Data section
..........

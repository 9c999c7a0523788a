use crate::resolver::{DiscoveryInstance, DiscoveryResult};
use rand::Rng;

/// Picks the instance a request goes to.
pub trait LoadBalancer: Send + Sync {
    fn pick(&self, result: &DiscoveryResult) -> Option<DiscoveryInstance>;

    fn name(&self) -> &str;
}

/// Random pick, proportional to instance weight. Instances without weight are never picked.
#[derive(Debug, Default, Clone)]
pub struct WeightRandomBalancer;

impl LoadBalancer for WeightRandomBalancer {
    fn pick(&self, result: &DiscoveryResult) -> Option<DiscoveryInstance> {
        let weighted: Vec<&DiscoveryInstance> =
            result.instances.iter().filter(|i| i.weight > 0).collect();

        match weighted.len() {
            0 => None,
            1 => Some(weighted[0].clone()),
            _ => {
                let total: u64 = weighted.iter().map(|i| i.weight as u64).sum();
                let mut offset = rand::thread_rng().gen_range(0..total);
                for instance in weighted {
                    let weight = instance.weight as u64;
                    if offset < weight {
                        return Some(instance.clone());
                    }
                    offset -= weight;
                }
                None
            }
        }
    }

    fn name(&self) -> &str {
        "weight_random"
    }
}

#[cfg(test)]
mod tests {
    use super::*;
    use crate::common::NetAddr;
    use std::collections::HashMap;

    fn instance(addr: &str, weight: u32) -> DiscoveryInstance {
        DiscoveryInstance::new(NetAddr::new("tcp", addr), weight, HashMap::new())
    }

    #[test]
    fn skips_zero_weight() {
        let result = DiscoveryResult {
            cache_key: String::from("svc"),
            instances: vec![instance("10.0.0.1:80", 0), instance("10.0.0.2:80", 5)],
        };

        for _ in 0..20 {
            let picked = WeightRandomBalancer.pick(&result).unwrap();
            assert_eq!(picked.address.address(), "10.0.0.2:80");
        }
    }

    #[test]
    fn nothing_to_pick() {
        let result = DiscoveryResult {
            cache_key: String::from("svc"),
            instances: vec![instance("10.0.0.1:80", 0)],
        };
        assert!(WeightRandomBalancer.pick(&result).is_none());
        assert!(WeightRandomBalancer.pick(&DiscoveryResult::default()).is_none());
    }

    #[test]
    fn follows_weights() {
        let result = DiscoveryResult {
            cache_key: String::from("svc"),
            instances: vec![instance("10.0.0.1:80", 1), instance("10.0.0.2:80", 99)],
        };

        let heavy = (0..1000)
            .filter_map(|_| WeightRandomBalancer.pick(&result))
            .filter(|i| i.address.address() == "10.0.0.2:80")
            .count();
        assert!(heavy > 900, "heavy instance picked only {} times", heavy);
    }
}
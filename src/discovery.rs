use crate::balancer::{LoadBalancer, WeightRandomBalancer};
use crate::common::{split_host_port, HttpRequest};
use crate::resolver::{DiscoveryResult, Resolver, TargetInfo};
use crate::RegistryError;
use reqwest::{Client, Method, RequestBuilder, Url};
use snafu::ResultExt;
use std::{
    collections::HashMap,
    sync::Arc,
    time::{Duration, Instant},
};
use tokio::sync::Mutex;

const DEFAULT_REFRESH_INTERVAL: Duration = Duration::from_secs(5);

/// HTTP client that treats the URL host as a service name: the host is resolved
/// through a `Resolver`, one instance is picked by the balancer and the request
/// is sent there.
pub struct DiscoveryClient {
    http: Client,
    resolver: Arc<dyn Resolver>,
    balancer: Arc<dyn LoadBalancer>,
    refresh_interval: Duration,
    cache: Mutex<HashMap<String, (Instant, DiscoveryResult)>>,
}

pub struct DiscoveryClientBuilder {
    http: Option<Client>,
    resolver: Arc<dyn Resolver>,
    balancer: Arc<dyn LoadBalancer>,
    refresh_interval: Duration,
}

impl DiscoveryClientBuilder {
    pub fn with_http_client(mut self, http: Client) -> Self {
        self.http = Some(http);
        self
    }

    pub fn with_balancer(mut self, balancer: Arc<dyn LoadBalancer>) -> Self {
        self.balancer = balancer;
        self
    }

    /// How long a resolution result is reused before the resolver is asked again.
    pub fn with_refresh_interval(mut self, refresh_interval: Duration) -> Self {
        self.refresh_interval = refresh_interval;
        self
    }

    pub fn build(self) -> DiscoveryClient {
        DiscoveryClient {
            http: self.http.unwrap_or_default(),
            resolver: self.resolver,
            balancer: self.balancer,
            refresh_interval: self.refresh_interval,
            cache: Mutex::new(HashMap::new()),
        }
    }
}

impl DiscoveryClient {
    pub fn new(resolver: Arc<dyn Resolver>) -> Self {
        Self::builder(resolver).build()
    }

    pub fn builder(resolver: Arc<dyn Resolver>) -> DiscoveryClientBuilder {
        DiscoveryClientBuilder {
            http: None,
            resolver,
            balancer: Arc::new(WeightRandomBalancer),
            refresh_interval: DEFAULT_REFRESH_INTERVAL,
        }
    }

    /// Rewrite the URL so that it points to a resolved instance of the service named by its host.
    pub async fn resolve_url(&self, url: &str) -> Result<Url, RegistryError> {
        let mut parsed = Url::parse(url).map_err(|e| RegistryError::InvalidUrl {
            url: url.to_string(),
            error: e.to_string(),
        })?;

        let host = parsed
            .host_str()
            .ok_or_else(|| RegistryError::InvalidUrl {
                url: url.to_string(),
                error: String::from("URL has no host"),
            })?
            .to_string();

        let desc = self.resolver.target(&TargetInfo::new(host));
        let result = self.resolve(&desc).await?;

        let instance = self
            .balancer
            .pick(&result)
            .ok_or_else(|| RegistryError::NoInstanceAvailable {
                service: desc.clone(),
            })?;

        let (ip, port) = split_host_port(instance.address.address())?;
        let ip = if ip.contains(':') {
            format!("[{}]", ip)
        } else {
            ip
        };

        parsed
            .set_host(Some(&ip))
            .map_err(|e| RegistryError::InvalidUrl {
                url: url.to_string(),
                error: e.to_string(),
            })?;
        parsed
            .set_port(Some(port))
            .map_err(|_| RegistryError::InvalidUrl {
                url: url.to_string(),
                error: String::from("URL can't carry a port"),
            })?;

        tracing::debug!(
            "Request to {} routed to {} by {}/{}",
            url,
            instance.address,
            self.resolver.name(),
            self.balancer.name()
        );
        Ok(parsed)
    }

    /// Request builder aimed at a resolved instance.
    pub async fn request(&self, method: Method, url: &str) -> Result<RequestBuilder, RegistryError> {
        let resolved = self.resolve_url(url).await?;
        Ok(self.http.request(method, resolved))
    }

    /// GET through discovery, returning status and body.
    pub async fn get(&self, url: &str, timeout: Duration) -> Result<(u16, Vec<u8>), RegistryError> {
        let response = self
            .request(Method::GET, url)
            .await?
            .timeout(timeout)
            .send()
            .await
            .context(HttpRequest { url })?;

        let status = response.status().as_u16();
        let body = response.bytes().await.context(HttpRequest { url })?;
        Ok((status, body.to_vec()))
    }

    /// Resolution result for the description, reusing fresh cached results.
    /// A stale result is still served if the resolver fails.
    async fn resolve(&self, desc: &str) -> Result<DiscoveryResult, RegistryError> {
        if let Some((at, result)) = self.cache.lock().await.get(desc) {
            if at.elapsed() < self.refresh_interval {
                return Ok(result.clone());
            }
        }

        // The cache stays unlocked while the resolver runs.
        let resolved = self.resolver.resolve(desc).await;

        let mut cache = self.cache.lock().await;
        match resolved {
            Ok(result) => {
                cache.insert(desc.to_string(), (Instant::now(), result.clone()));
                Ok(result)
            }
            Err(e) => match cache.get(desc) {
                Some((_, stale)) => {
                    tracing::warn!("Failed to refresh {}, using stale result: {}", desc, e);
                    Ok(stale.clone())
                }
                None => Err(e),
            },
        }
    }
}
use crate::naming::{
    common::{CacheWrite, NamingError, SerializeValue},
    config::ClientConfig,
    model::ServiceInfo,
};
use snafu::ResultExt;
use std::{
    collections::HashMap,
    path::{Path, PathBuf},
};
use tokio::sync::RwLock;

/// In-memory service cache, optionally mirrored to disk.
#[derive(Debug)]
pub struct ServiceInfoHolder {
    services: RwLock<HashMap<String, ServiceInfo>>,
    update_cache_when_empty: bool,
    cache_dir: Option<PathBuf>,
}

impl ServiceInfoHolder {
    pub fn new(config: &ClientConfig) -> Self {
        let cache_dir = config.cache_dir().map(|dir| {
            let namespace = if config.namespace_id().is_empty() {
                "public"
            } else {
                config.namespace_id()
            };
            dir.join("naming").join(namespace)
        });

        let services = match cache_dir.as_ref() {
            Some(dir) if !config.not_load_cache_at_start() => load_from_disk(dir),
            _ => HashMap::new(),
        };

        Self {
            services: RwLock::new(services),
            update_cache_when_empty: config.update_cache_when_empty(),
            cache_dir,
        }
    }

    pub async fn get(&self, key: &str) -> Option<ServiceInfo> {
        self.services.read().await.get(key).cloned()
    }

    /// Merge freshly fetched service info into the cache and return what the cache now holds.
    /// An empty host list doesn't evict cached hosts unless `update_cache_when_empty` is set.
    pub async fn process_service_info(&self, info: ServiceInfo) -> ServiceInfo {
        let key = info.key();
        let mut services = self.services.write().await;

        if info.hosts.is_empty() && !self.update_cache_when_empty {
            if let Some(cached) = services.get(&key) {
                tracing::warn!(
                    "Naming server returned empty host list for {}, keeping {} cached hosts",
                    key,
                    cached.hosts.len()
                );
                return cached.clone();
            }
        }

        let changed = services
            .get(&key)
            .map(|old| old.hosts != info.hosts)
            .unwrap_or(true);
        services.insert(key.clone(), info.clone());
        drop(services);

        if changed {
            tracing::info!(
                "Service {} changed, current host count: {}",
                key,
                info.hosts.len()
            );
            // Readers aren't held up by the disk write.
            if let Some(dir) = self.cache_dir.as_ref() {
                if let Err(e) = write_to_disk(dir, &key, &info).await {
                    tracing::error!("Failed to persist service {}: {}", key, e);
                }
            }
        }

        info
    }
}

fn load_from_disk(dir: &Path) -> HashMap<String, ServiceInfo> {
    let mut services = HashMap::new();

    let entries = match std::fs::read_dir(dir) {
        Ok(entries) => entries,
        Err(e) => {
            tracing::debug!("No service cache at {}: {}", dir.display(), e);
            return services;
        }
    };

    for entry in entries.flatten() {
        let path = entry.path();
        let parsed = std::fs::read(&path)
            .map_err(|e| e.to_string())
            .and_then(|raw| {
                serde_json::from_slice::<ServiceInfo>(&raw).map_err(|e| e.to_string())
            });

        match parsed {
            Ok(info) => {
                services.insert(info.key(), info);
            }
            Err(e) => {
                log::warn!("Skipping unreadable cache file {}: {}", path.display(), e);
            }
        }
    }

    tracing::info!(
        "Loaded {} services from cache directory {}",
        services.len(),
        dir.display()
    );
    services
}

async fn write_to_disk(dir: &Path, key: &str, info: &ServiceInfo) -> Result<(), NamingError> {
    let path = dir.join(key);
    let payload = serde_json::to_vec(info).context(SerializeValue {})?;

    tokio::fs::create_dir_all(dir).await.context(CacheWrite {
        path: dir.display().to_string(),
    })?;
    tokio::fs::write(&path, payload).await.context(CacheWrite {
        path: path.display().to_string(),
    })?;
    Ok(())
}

..........

Your assignment
What you write must be the entries restated word for word, from the opening line through the one holding "pub struct WeightRandomBalancer;", with nothing else.

Answer
repository 9c999c7a0523788a
use crate::resolver::{DiscoveryInstance, DiscoveryResult};
use rand::Rng;

/// Picks the instance a request goes to.
pub trait LoadBalancer: Send + Sync {
    fn pick(&self, result: &DiscoveryResult) -> Option<DiscoveryInstance>;

    fn name(&self) -> &str;
}

/// Random pick, proportional to instance weight. Instances without weight are never picked.
#[derive(Debug, Default, Clone)]
pub struct WeightRandomBalancer;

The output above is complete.